Dans les pays où ces modèles ont été introduits, ils ont, dans de nombreux cas, contribué de manière déterminante à un meilleur déroulement du projet, favorisant le respect de nombreuses exigences et pas uniquement des coûts et des échéances. Pour atteindre l’excellence, les acteurs de projet doivent sortir des schémas de pensée classiques et être prêts à en faire plus lors de certaines étapes. En effet, par rapport aux modèles traditionnels, les modèles partenariaux exigent un investissement bien plus important durant les premières phases de projet – ce jusqu’à ce que les partenaires de réalisation aient été trouvés au terme d’une procédure de dialogue. Ceci vaut particulièrement pour le secteur public, où la procédure de dialogue doit être menée avec trois fournisseurs jusqu’à ce que le projet ait atteint un niveau de maturité suffisant. De ce fait, les modèles partenariaux ne se prêtent qu’aux assez grands projets publics et/ou présentant un degré élevé de complexité. En résumé, avant de s’engager dans un contrat d’alliance, les concepteurs doivent être disposés à abandonner certaines pratiques traditionnelles et à s’investir pleinement dans la coopération, pierre angulaire de cette forme contractuelle.

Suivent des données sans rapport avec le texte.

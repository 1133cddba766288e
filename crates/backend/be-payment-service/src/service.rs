use std::sync::Arc;

use be_authz::IdentityGate;
use be_remote_db::DatabaseManager;

use crate::config::PaymentConfig;
use crate::gateway::{PaymentGateway, StripeGateway};
use crate::store::PaymentStore;
use crate::webhook::{OrderPaymentHandler, WebhookEventHandler};

pub struct AppState<H: WebhookEventHandler = OrderPaymentHandler> {
    pub config: PaymentConfig,
    pub gateway: Arc<dyn PaymentGateway>,
    pub store: Arc<dyn PaymentStore>,
    pub webhook_handler: Arc<H>,
    pub gate: IdentityGate,
}

impl AppState {
    pub fn from_env(
        db: Arc<DatabaseManager>,
        gate: IdentityGate,
    ) -> Result<Self, crate::error::PaymentError> {
        let config = PaymentConfig::from_env()?;
        let gateway = Arc::new(StripeGateway::new(&config.stripe_secret_key));
        let store: Arc<dyn PaymentStore> = db;
        Ok(Self {
            config,
            gateway,
            webhook_handler: Arc::new(OrderPaymentHandler::new(store.clone())),
            store,
            gate,
        })
    }
}
use std::collections::HashMap;

use async_trait::async_trait;
use be_remote_db::{
    DbError, DbResult, DiscountType, PromoCode, PromoUsage, PromoValidation, WheelPrize,
};
use chrono::{DateTime, Duration, Utc};
use parking_lot::Mutex;
use rust_decimal::Decimal;
use uuid::Uuid;

use crate::store::{GeneralValidation, NewPromoRule, NewWheelPrize, PromoStore};

pub const OWNER: Uuid = Uuid::from_u128(0x100);
pub const OTHER_USER: Uuid = Uuid::from_u128(0x200);

/// A general promo with code `WELCOME3`.
pub fn promo(discount_type: DiscountType, value: Decimal) -> PromoCode {
    PromoCode {
        id: Uuid::nil(),
        code: "WELCOME3".to_string(),
        description: None,
        discount_type,
        value,
        max_discount_amount: None,
        min_order_amount: Decimal::ZERO,
        valid_from: Utc::now() - Duration::days(1),
        valid_until: None,
        max_uses: None,
        max_uses_per_user: None,
        used_count: 0,
        first_order_only: false,
        restaurant_id: None,
        is_active: true,
        created_at: Utc::now(),
    }
}

pub fn prize(
    code: &str,
    user_id: Option<Uuid>,
    promo_code_id: Option<Uuid>,
    now: DateTime<Utc>,
) -> WheelPrize {
    WheelPrize {
        id: Uuid::nil(),
        user_id,
        code: code.to_string(),
        prize_type: "discount".to_string(),
        promo_code_id,
        description: None,
        valid_until: now + Duration::days(7),
        used_at: None,
        used_in_order_id: None,
        created_at: now,
    }
}

#[derive(Default)]
struct State {
    next_id: u128,
    promos: Vec<PromoCode>,
    prizes: Vec<WheelPrize>,
    orders: HashMap<Uuid, Uuid>,
    usages: Vec<PromoUsage>,
    increments: Vec<Uuid>,
    general_calls: Vec<GeneralValidation>,
    general_result: Option<(bool, Decimal)>,
    lose_stamp_race: bool,
    fail_usage_inserts: bool,
    collide_all_codes: bool,
    created_rules: Vec<NewPromoRule>,
    created_prizes: Vec<NewWheelPrize>,
}

impl State {
    fn id(&mut self) -> Uuid {
        self.next_id += 1;
        Uuid::from_u128(0x1000 + self.next_id)
    }
}

fn insert_usage(
    state: &mut State,
    promo_code_id: Option<Uuid>,
    wheel_prize_id: Option<Uuid>,
    user_id: Uuid,
    order_id: Uuid,
    discount_amount: Decimal,
) -> DbResult<PromoUsage> {
    if state.fail_usage_inserts {
        return Err(DbError::Connection("connection reset".to_string()));
    }
    let duplicate = state.usages.iter().any(|u| {
        u.order_id == order_id
            && ((promo_code_id.is_some() && u.promo_code_id == promo_code_id)
                || (wheel_prize_id.is_some() && u.wheel_prize_id == wheel_prize_id))
    });
    if duplicate {
        return Err(DbError::duplicate("constraint", "promo_usages_order_promo_key"));
    }
    let usage = PromoUsage {
        id: state.id(),
        promo_code_id,
        wheel_prize_id,
        user_id,
        order_id,
        discount_amount,
        created_at: Utc::now(),
    };
    state.usages.push(usage.clone());
    Ok(usage)
}

#[derive(Default)]
pub struct FakePromoStore {
    state: Mutex<State>,
}

impl FakePromoStore {
    pub fn add_promo(&self, mut promo: PromoCode) -> Uuid {
        let mut state = self.state.lock();
        promo.id = state.id();
        let id = promo.id;
        state.promos.push(promo);
        id
    }

    pub fn add_prize(&self, mut prize: WheelPrize) -> Uuid {
        let mut state = self.state.lock();
        prize.id = state.id();
        let id = prize.id;
        state.prizes.push(prize);
        id
    }

    pub fn add_order(&self, order_id: Uuid, customer_id: Uuid) {
        self.state.lock().orders.insert(order_id, customer_id);
    }

    pub fn set_general_result(&self, valid: bool, discount: Decimal) {
        self.state.lock().general_result = Some((valid, discount));
    }

    pub fn lose_stamp_race(&self) {
        self.state.lock().lose_stamp_race = true;
    }

    /// Usage inserts fail as if the database rejected the row.
    pub fn fail_usage_inserts(&self, fail: bool) {
        self.state.lock().fail_usage_inserts = fail;
    }

    pub fn prize_by_id(&self, id: Uuid) -> Option<WheelPrize> {
        self.state.lock().prizes.iter().find(|p| p.id == id).cloned()
    }

    pub fn collide_all_codes(&self) {
        self.state.lock().collide_all_codes = true;
    }

    pub fn usages(&self) -> Vec<PromoUsage> {
        self.state.lock().usages.clone()
    }

    pub fn increments(&self) -> Vec<Uuid> {
        self.state.lock().increments.clone()
    }

    pub fn general_calls(&self) -> Vec<GeneralValidation> {
        self.state.lock().general_calls.clone()
    }

    pub fn created_rules(&self) -> Vec<NewPromoRule> {
        self.state.lock().created_rules.clone()
    }

    pub fn created_prizes(&self) -> Vec<NewWheelPrize> {
        self.state.lock().created_prizes.clone()
    }
}

#[async_trait]
impl PromoStore for FakePromoStore {
    async fn user_exists(&self, user_id: Uuid) -> DbResult<bool> {
        Ok(user_id == OWNER || user_id == OTHER_USER)
    }

    async fn wheel_prize(&self, code: &str) -> DbResult<Option<WheelPrize>> {
        Ok(self
            .state
            .lock()
            .prizes
            .iter()
            .find(|p| p.code == code)
            .cloned())
    }

    async fn promo_by_id(&self, promo_code_id: Uuid) -> DbResult<Option<PromoCode>> {
        Ok(self
            .state
            .lock()
            .promos
            .iter()
            .find(|p| p.id == promo_code_id)
            .cloned())
    }

    async fn promo_by_code(&self, code: &str) -> DbResult<Option<PromoCode>> {
        Ok(self
            .state
            .lock()
            .promos
            .iter()
            .find(|p| p.code == code)
            .cloned())
    }

    async fn validate_general(&self, request: &GeneralValidation) -> DbResult<PromoValidation> {
        let mut state = self.state.lock();
        state.general_calls.push(request.clone());
        let (valid, discount) = state.general_result.unwrap_or((false, Decimal::ZERO));
        Ok(PromoValidation {
            valid,
            discount_amount: discount,
            discount_type: valid.then_some(DiscountType::Fixed),
            message: if valid { "OK" } else { "Invalid promo code" }.to_string(),
            promo_code_id: valid.then(|| Uuid::from_u128(0xabc)),
        })
    }

    async fn order_customer(&self, order_id: Uuid) -> DbResult<Option<Uuid>> {
        Ok(self.state.lock().orders.get(&order_id).copied())
    }

    async fn record_usage(
        &self,
        promo_code_id: Option<Uuid>,
        wheel_prize_id: Option<Uuid>,
        user_id: Uuid,
        order_id: Uuid,
        discount_amount: Decimal,
    ) -> DbResult<PromoUsage> {
        let mut state = self.state.lock();
        insert_usage(
            &mut state,
            promo_code_id,
            wheel_prize_id,
            user_id,
            order_id,
            discount_amount,
        )
    }

    async fn increment_usage(&self, promo_code_id: Uuid) -> DbResult<()> {
        self.state.lock().increments.push(promo_code_id);
        Ok(())
    }

    async fn redeem_prize(
        &self,
        wheel_prize_id: Uuid,
        promo_code_id: Option<Uuid>,
        user_id: Uuid,
        order_id: Uuid,
        discount_amount: Decimal,
    ) -> DbResult<Option<PromoUsage>> {
        let mut state = self.state.lock();
        let unused = state
            .prizes
            .iter()
            .any(|p| p.id == wheel_prize_id && p.used_at.is_none());
        if state.lose_stamp_race || !unused {
            return Ok(None);
        }
        let usage = insert_usage(
            &mut state,
            promo_code_id,
            Some(wheel_prize_id),
            user_id,
            order_id,
            discount_amount,
        )?;
        if let Some(prize) = state.prizes.iter_mut().find(|p| p.id == wheel_prize_id) {
            prize.used_at = Some(Utc::now());
            prize.used_in_order_id = Some(order_id);
        }
        Ok(Some(usage))
    }

    async fn code_exists(&self, code: &str) -> DbResult<bool> {
        let state = self.state.lock();
        Ok(state.collide_all_codes
            || state.prizes.iter().any(|p| p.code == code)
            || state.promos.iter().any(|p| p.code == code))
    }

    async fn create_promo(&self, rule: NewPromoRule) -> DbResult<PromoCode> {
        let mut state = self.state.lock();
        state.created_rules.push(rule.clone());
        let mut created = promo(rule.discount_type, rule.value);
        created.id = state.id();
        created.code = rule.code;
        created.min_order_amount = rule.min_order_amount;
        created.valid_until = Some(rule.valid_until);
        created.max_uses = Some(1);
        created.max_uses_per_user = Some(1);
        state.promos.push(created.clone());
        Ok(created)
    }

    async fn create_prize(&self, new: NewWheelPrize) -> DbResult<WheelPrize> {
        let mut state = self.state.lock();
        state.created_prizes.push(new.clone());
        let created = WheelPrize {
            id: state.id(),
            user_id: Some(new.user_id),
            code: new.code,
            prize_type: new.prize_type,
            promo_code_id: new.promo_code_id,
            description: Some(new.description),
            valid_until: new.valid_until,
            used_at: None,
            used_in_order_id: None,
            created_at: Utc::now(),
        };
        state.prizes.push(created.clone());
        Ok(created)
    }
}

Nouveau cahier technique en vue

Les contrats d’alliance sont des contrats pluri-parties de type contrat d’entreprise présentant de nombreuses caractéristiques qui peuvent faire la différence, dont la prise en charge commune des risques. Il sera bientôt plus facile d’y recourir puisque la SIA élabore actuellement un cahier technique assorti d’un modèle de contrat qui leur sera consacré. La publication est prévue courant 2024.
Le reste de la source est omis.